Akoustis, Inc. (including its parent and
subsidiary companies, “Akoustis”) and Rohan W. Houlden (“Employee”) agree that:

 

1. Last
Day of Employment. Employee’s last day of employment with Akoustis is July 5, 2022 (“Separation Date”).
All compensation and benefits will cease as of the Separation Date, except as expressly provided in this Separation Agreement & Release
or as otherwise required by law. The Separation Date will be deemed the effective date of Employee’s separation of employment for
all purposes. Employee shall have no authority to act on behalf of Akoustis or to bind it in any way after the Separation Date.

 

Employee’s
group health insurance will cease on the last day of the month in which Employee’s employment ends. At that time, Employee will
be eligible to continue group health insurance benefits at Employee’s own expense, subject to the terms and conditions of the benefit
plan, federal COBRA law, and, as applicable, state insurance laws.
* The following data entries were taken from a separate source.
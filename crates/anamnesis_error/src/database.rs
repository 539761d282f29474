//! Database error types.

/// Kinds of database errors.
#[derive(Debug, Clone, PartialEq, Eq, Hash, PartialOrd, Ord, derive_more::Display)]
pub enum DatabaseErrorKind {
    /// Failed to establish a connection
    #[display("Connection failed: {}", _0)]
    Connection(String),
    /// Query execution failed
    #[display("Query failed: {}", _0)]
    Query(String),
    /// Insert or update failed
    #[display("Write failed: {}", _0)]
    Write(String),
    /// Stored row could not be mapped onto a domain type
    #[display("Row conversion failed: {}", _0)]
    RowConversion(String),
    /// Migration failure
    #[display("Migration failed: {}", _0)]
    Migration(String),
    /// Record not found
    #[display("Record not found: {}", _0)]
    NotFound(String),
}

/// Database error with location tracking.
#[derive(Debug, Clone, derive_more::Display, derive_more::Error)]
#[display("Database Error: {} at line {} in {}", kind, line, file)]
pub struct DatabaseError {
    /// The kind of error that occurred
    pub kind: DatabaseErrorKind,
    /// Line number where error was created
    pub line: u32,
    /// File where error was created
    pub file: &'static str,
}

impl DatabaseError {
    /// Create a new database error with automatic location tracking.
    #[track_caller]
    pub fn new(kind: DatabaseErrorKind) -> Self {
        let location = std::panic::Location::caller();
        Self {
            kind,
            line: location.line(),
            file: location.file(),
        }
    }
}
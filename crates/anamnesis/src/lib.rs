//! Anamnesis - session pipeline service for therapist clinical notes.
//!
//! Anamnesis receives finalized audio uploads, transcribes them, produces a
//! retrieval-grounded session summary, fans the summary out to the session's
//! chat thread and the owning client's profile, answers questions about a
//! session, and erases a user's data on request.
//!
//! # Architecture
//!
//! The workspace is organized as focused crates:
//!
//! - `anamnesis_core` - Domain types (sessions, stages, messages, paths)
//! - `anamnesis_interface` - Trait seams for drivers, repositories, identity
//! - `anamnesis_error` - Error types
//! - `anamnesis_storage` - Audio object storage
//! - `anamnesis_models` - OpenAI speech-to-text and Responses clients
//! - `anamnesis_database` - PostgreSQL persistence
//! - `anamnesis_pipeline` - The pipeline, chat answers, and erasure
//! - `anamnesis_server` - HTTP surface and configuration
//!
//! This crate (`anamnesis`) re-exports everything for convenience and
//! carries the service binary.

#![forbid(unsafe_code)]

pub use anamnesis_core::{
    ChatMessage, ChatTurn, ClientRecord, GenerateRequest, GenerateResponse, MessageKind,
    ObjectFinalized, Role, SessionPath, SessionRecord, Stage, TranscriptRequest, init_telemetry,
    shutdown_telemetry, summary_seed_id,
};
pub use anamnesis_database::{
    PostgresClientRepository, PostgresMessageRepository, PostgresSessionRepository, connect,
    establish_connection, run_migrations,
};
pub use anamnesis_error::{AnamnesisError, AnamnesisErrorKind, AnamnesisResult};
pub use anamnesis_interface::{
    ClientRepository, IdentityStore, MessageRepository, NoteDriver, SessionRepository,
    TokenVerifier, Transcriber,
};
pub use anamnesis_models::{ResponsesClient, WhisperClient};
pub use anamnesis_pipeline::{
    AnswerService, ChatAnswerRequest, ErasureService, PipelineOutcome, SessionPipeline,
};
pub use anamnesis_server::{AppConfig, AppState, StaticTokenVerifier, create_router, serve};
pub use anamnesis_storage::{AudioStore, FileSystemStore, TempAudio};
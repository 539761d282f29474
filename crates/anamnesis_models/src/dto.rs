//! Wire types for the OpenAI endpoints.

use serde::{Deserialize, Serialize};

/// Response body of `POST /audio/transcriptions`.
#[derive(Debug, Clone, Deserialize)]
pub struct TranscriptionResponse {
    /// The transcribed text
    pub text: String,
}

/// One input item for the Responses API.
#[derive(Debug, Clone, Serialize)]
pub struct ResponsesInputItem {
    /// "system", "user", or "assistant"
    pub role: String,
    /// The item's text
    pub content: String,
}

/// A tool attachment for the Responses API.
///
/// Only `file_search` over the fixed reference corpus is used here.
#[derive(Debug, Clone, Serialize)]
pub struct ResponsesTool {
    /// Tool type, always "file_search"
    #[serde(rename = "type")]
    pub tool_type: String,
    /// Vector stores to search
    pub vector_store_ids: Vec<String>,
}

/// Request body of `POST /responses`.
#[derive(Debug, Clone, Serialize)]
pub struct ResponsesRequest {
    /// Model identifier
    pub model: String,
    /// Prompt items in conversation order
    pub input: Vec<ResponsesInputItem>,
    /// Retrieval tools, omitted when no corpus is configured
    #[serde(skip_serializing_if = "Option::is_none")]
    pub tools: Option<Vec<ResponsesTool>>,
    /// Output token cap
    #[serde(skip_serializing_if = "Option::is_none")]
    pub max_output_tokens: Option<u32>,
    /// Sampling temperature
    #[serde(skip_serializing_if = "Option::is_none")]
    pub temperature: Option<f32>,
}

/// One content block inside a Responses output item.
#[derive(Debug, Clone, Deserialize)]
pub struct ResponsesOutputContent {
    /// Content type; text lives under "output_text"
    #[serde(rename = "type")]
    pub content_type: String,
    /// The text, present for "output_text" blocks
    #[serde(default)]
    pub text: Option<String>,
}

/// One output item of a Responses API call.
///
/// Non-message items (e.g. `file_search_call`) carry no content.
#[derive(Debug, Clone, Deserialize)]
pub struct ResponsesOutputItem {
    /// Item type; generated text lives under "message"
    #[serde(rename = "type")]
    pub item_type: String,
    /// Content blocks, present for "message" items
    #[serde(default)]
    pub content: Vec<ResponsesOutputContent>,
}

/// Response body of `POST /responses`.
#[derive(Debug, Clone, Deserialize)]
pub struct ResponsesResponse {
    /// Response identifier
    pub id: String,
    /// Output items in generation order
    #[serde(default)]
    pub output: Vec<ResponsesOutputItem>,
}

impl ResponsesResponse {
    /// Concatenate every `output_text` block across message items.
    pub fn output_text(&self) -> String {
        self.output
            .iter()
            .filter(|item| item.item_type == "message")
            .flat_map(|item| item.content.iter())
            .filter(|block| block.content_type == "output_text")
            .filter_map(|block| block.text.as_deref())
            .collect::<Vec<_>>()
            .join("")
    }
}
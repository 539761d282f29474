//! Tests for the filesystem audio store.

use anamnesis_storage::{AudioStore, FileSystemStore};
use tempfile::TempDir;
use uuid::Uuid;

fn session_object() -> String {
    format!(
        "users/u1/clients/{}/sessions/1700000000.webm",
        Uuid::new_v4()
    )
}

#[tokio::test]
async fn put_and_fetch_round_trip() {
    let temp_dir = TempDir::new().unwrap();
    let store = FileSystemStore::new(temp_dir.path()).unwrap();

    let object = session_object();
    store.put(&object, b"fake audio bytes").await.unwrap();
    assert!(store.exists(&object).await.unwrap());

    let local = store.fetch(&object).await.unwrap();
    let contents = std::fs::read(local.path()).unwrap();
    assert_eq!(contents, b"fake audio bytes");

    // Local copy keeps the original extension for the upload filename
    assert_eq!(
        local.path().extension().and_then(|e| e.to_str()),
        Some("webm")
    );
}

#[tokio::test]
async fn fetch_guard_removes_local_copy_on_drop() {
    let temp_dir = TempDir::new().unwrap();
    let store = FileSystemStore::new(temp_dir.path()).unwrap();

    let object = session_object();
    store.put(&object, b"audio").await.unwrap();

    let local = store.fetch(&object).await.unwrap();
    let local_path = local.path().to_path_buf();
    assert!(local_path.exists());

    drop(local);
    assert!(!local_path.exists());

    // The stored object itself is untouched
    assert!(store.exists(&object).await.unwrap());
}

#[tokio::test]
async fn fetch_missing_object_is_not_found() {
    let temp_dir = TempDir::new().unwrap();
    let store = FileSystemStore::new(temp_dir.path()).unwrap();

    let result = store.fetch(&session_object()).await;
    assert!(result.is_err());
}

#[tokio::test]
async fn delete_prefix_removes_only_the_users_objects() {
    let temp_dir = TempDir::new().unwrap();
    let store = FileSystemStore::new(temp_dir.path()).unwrap();

    let client_a = Uuid::new_v4();
    let client_b = Uuid::new_v4();
    let mine_1 = format!("users/u1/clients/{}/sessions/a.webm", client_a);
    let mine_2 = format!("users/u1/clients/{}/sessions/b.webm", client_b);
    let theirs = format!("users/u2/clients/{}/sessions/c.webm", client_a);

    for object in [&mine_1, &mine_2, &theirs] {
        store.put(object, b"audio").await.unwrap();
    }

    let outcome = store.delete_prefix("users/u1/").await.unwrap();
    assert_eq!(outcome.deleted, 2);
    assert_eq!(outcome.failed, 0);

    assert!(!store.exists(&mine_1).await.unwrap());
    assert!(!store.exists(&mine_2).await.unwrap());
    assert!(store.exists(&theirs).await.unwrap());
}

#[tokio::test]
async fn delete_prefix_on_missing_prefix_is_a_no_op() {
    let temp_dir = TempDir::new().unwrap();
    let store = FileSystemStore::new(temp_dir.path()).unwrap();

    let outcome = store.delete_prefix("users/nobody/").await.unwrap();
    assert_eq!(outcome.deleted, 0);
    assert_eq!(outcome.failed, 0);
}

#[tokio::test]
async fn concurrent_puts_of_extension_siblings_both_land_intact() {
    let temp_dir = TempDir::new().unwrap();
    let store = FileSystemStore::new(temp_dir.path()).unwrap();

    let client = Uuid::new_v4();
    let webm = format!("users/u1/clients/{}/sessions/1700000000.webm", client);
    let mp3 = format!("users/u1/clients/{}/sessions/1700000000.mp3", client);

    let (a, b) = tokio::join!(store.put(&webm, b"webm bytes"), store.put(&mp3, b"mp3 bytes"));
    a.unwrap();
    b.unwrap();

    let webm_local = store.fetch(&webm).await.unwrap();
    assert_eq!(std::fs::read(webm_local.path()).unwrap(), b"webm bytes");
    let mp3_local = store.fetch(&mp3).await.unwrap();
    assert_eq!(std::fs::read(mp3_local.path()).unwrap(), b"mp3 bytes");
}

#[tokio::test]
async fn object_names_cannot_escape_the_base_directory() {
    let temp_dir = TempDir::new().unwrap();
    let store = FileSystemStore::new(temp_dir.path()).unwrap();

    assert!(store.put("../outside.webm", b"audio").await.is_err());
    assert!(store.put("/etc/passwd", b"audio").await.is_err());
    assert!(store.exists("").await.is_err());
}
Employee will receive additional information regarding Employee’s
right to elect continued coverage under COBRA in a separate communication.

 

If Employee is
enrolled in Akoustis’ Employee Stock Purchase Plan (“ESPP”), (i) Employee shall be deemed to have withdrawn from
the ESPP as of the Separation Date, (ii) the payroll deductions in Employee’s notional account (that have not been used to purchase
shares of Akoustis common stock) shall be returned to Employee, and (iii) Employee shall have no further rights under the ESPP.

 

2. Consideration.
In consideration for Employee’s signing this Separation Agreement & Release, and complying with its terms, Akoustis is entering
into an Independent Contractor Agreement with Employee as of the Effective Date (as defined herein) of this Separation Agreement &
Release (the “Independent Contractor Agreement”) and providing the compensation and benefits thereunder to which Employee
would not otherwise be entitled, including the Special Payment as defined in Exhibit A of the Independent Contractor Agreement.

 

Employee agrees
that he will be exclusively responsible for the payment of any taxes owed on any amounts paid to Employee under the terms of this Separation
Agreement & Release and the Independent Contract Agreement, except for any taxes on wages subject to an IRS Form W-2, including but
not limited to the Special Payment, for which Akoustis is responsible. Akoustis makes no representation as to the taxability of the amount
paid to Employee. Employee agrees to pay his portion of any additional federal, state, or local taxes, if any, which are required to be
paid with respect to this Separation Agreement & Release and the Independent Contractor Agreement. Moreover, Employee agrees to indemnify
Akoustis and hold Akoustis harmless from any interest, taxes or penalties assessed against it by any governmental agency as a result of
the non-payment of taxes on any amounts paid to Employee or his attorneys under the terms of this Separation Agreement & Release and
the Independent Contractor Agreement.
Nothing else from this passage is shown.